## Task directions
Please give back word for word the lines of the material below between the line containing "filename crates/backend/src/system/users/service.rs" and the line containing "use crate::system::auth::password;", inclusive.

## Material for this exercise
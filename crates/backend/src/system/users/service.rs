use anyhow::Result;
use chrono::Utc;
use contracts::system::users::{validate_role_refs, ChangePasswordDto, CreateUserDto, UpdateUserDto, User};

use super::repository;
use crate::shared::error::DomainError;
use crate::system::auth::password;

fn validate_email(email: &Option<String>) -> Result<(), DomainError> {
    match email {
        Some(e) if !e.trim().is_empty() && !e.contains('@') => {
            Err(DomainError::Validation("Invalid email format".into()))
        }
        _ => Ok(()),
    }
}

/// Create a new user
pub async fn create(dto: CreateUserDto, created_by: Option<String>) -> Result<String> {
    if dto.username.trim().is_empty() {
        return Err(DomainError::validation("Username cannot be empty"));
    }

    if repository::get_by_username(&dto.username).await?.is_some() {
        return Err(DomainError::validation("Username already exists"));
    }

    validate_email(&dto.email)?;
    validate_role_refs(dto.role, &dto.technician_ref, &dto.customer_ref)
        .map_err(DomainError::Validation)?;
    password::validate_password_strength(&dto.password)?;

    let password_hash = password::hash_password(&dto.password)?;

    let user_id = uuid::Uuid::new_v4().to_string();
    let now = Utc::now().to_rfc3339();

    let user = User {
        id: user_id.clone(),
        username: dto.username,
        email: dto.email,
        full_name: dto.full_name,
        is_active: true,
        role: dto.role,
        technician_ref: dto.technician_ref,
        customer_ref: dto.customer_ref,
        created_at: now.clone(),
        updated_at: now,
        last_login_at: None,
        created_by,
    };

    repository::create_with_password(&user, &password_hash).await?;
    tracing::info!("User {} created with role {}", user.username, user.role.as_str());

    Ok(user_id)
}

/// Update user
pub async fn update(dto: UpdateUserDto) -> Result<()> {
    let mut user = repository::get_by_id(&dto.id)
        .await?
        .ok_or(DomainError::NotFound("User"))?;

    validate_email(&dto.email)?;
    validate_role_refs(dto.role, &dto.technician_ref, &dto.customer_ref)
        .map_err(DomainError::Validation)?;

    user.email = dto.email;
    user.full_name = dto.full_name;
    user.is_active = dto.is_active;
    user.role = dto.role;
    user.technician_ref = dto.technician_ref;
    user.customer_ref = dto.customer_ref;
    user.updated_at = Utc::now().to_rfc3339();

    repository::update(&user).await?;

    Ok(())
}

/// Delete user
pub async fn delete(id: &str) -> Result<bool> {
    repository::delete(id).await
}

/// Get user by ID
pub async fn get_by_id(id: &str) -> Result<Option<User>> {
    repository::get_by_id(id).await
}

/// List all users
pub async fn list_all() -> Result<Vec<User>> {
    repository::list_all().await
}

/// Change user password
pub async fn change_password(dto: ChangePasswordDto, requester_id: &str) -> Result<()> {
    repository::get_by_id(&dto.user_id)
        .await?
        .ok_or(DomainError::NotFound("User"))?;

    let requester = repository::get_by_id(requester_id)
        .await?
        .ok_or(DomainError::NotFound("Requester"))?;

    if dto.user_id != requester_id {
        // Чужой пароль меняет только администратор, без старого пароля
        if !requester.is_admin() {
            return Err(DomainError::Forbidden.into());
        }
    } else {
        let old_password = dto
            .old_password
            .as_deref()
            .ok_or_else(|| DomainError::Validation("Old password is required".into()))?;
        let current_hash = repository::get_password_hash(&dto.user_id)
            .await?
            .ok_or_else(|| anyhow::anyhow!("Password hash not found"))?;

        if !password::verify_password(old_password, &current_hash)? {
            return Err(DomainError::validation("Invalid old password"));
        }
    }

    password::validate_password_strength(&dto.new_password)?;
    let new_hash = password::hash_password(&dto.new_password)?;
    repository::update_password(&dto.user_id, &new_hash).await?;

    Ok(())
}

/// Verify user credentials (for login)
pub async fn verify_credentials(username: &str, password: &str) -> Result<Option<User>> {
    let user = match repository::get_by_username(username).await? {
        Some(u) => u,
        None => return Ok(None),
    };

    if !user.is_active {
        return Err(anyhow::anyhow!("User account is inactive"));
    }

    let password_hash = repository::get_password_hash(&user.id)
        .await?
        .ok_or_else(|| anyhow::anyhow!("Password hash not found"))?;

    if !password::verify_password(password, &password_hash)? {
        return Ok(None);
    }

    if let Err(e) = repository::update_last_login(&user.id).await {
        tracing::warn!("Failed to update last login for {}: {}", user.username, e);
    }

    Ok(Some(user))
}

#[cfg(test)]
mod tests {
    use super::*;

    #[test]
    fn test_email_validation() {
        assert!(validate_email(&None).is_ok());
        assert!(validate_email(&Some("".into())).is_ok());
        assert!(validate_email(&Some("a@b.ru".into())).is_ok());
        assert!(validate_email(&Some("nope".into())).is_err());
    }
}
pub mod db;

==

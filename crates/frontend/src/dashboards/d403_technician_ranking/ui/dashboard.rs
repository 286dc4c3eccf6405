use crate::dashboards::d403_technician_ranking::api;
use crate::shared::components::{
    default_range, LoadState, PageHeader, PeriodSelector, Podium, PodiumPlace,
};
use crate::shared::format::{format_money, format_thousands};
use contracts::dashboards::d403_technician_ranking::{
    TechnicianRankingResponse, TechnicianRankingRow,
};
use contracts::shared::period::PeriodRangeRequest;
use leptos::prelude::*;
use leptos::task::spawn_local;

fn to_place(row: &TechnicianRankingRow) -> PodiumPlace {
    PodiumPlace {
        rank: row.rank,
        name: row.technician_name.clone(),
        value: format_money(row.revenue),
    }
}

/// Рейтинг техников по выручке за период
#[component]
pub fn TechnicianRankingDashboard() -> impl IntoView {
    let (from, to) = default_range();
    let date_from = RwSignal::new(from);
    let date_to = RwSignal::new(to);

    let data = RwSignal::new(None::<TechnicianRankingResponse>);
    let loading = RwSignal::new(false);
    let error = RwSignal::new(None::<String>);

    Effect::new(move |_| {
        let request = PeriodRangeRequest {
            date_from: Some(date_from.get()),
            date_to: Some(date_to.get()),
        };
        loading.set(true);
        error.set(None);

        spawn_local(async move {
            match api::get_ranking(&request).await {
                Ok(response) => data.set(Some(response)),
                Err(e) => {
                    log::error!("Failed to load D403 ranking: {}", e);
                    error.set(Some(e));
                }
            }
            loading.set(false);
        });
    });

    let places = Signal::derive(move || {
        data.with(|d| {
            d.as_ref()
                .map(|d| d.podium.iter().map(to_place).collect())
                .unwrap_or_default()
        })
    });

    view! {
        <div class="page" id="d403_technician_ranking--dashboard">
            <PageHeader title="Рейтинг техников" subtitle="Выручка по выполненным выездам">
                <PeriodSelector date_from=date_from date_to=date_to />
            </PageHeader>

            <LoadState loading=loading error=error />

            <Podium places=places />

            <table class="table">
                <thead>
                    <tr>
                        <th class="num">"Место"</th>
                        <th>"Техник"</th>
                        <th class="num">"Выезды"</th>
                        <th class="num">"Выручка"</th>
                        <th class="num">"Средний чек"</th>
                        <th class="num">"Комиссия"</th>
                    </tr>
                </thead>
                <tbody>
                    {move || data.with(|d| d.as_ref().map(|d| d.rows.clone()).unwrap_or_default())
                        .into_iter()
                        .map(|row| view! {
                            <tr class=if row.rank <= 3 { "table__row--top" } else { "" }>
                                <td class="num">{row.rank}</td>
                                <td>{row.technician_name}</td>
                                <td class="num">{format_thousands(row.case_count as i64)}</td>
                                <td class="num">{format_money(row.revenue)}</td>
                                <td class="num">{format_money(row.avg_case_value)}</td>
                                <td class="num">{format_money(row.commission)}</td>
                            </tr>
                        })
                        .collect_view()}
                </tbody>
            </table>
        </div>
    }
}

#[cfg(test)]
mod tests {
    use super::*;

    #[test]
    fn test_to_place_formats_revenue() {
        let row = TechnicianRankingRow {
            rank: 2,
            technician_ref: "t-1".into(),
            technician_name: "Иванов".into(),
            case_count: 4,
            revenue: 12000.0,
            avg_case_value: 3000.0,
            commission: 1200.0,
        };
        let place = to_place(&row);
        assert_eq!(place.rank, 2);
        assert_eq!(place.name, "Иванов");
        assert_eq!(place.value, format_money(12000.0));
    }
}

## Task result
filename crates/backend/src/system/users/service.rs
use anyhow::Result;
use chrono::Utc;
use contracts::system::users::{validate_role_refs, ChangePasswordDto, CreateUserDto, UpdateUserDto, User};

use super::repository;
use crate::shared::error::DomainError;
use crate::system::auth::password;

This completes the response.